#### WHAT YOU HAVE TO DO
Would you find each line in the entries below with the string "Into" and copy it?

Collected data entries
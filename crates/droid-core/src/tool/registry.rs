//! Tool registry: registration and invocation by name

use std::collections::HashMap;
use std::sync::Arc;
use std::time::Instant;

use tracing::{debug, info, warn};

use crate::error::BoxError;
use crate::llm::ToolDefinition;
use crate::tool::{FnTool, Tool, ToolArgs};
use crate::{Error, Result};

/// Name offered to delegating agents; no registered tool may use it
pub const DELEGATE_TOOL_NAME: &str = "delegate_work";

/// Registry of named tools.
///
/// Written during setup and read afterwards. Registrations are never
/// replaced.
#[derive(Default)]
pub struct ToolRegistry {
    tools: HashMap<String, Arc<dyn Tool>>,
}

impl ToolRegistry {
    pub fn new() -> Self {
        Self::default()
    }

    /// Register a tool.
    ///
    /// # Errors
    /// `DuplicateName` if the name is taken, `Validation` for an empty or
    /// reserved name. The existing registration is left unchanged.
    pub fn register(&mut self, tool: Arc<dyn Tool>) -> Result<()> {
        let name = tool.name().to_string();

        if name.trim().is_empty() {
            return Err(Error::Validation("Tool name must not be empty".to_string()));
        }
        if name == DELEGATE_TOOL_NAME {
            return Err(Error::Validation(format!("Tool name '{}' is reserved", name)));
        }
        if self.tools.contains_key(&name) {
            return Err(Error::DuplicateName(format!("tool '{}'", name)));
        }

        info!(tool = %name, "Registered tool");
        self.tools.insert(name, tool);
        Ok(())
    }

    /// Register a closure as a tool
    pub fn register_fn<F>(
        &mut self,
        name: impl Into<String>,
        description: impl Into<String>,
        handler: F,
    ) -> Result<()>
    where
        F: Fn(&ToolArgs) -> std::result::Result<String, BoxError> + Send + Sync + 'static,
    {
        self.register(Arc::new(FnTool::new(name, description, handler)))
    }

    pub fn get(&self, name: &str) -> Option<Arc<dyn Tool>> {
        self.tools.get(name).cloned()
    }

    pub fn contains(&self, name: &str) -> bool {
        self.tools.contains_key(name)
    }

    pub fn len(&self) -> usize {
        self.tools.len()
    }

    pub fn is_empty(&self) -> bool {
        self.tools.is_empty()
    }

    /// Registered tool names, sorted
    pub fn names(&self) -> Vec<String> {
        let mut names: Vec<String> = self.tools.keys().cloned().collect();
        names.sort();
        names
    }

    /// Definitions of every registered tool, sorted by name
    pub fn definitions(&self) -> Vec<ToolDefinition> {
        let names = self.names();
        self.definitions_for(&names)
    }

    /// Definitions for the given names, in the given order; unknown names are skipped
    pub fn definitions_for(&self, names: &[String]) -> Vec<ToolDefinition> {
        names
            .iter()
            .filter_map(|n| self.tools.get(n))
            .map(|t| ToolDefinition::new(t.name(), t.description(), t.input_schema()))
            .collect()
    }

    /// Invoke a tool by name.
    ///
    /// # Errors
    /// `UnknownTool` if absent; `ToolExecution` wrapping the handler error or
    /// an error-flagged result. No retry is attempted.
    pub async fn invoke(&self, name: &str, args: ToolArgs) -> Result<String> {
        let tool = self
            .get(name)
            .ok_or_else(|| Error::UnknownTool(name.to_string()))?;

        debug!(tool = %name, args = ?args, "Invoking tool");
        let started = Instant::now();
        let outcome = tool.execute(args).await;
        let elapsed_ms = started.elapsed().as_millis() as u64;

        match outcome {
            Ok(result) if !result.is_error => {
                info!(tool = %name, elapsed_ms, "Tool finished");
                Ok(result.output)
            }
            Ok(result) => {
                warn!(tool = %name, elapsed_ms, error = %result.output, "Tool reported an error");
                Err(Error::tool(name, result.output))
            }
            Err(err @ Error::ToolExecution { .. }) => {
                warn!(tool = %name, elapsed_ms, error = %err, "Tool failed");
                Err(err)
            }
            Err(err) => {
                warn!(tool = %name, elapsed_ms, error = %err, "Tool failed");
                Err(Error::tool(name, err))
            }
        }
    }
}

#### REPLY
        name: impl Into<String>,
        description: impl Into<String>,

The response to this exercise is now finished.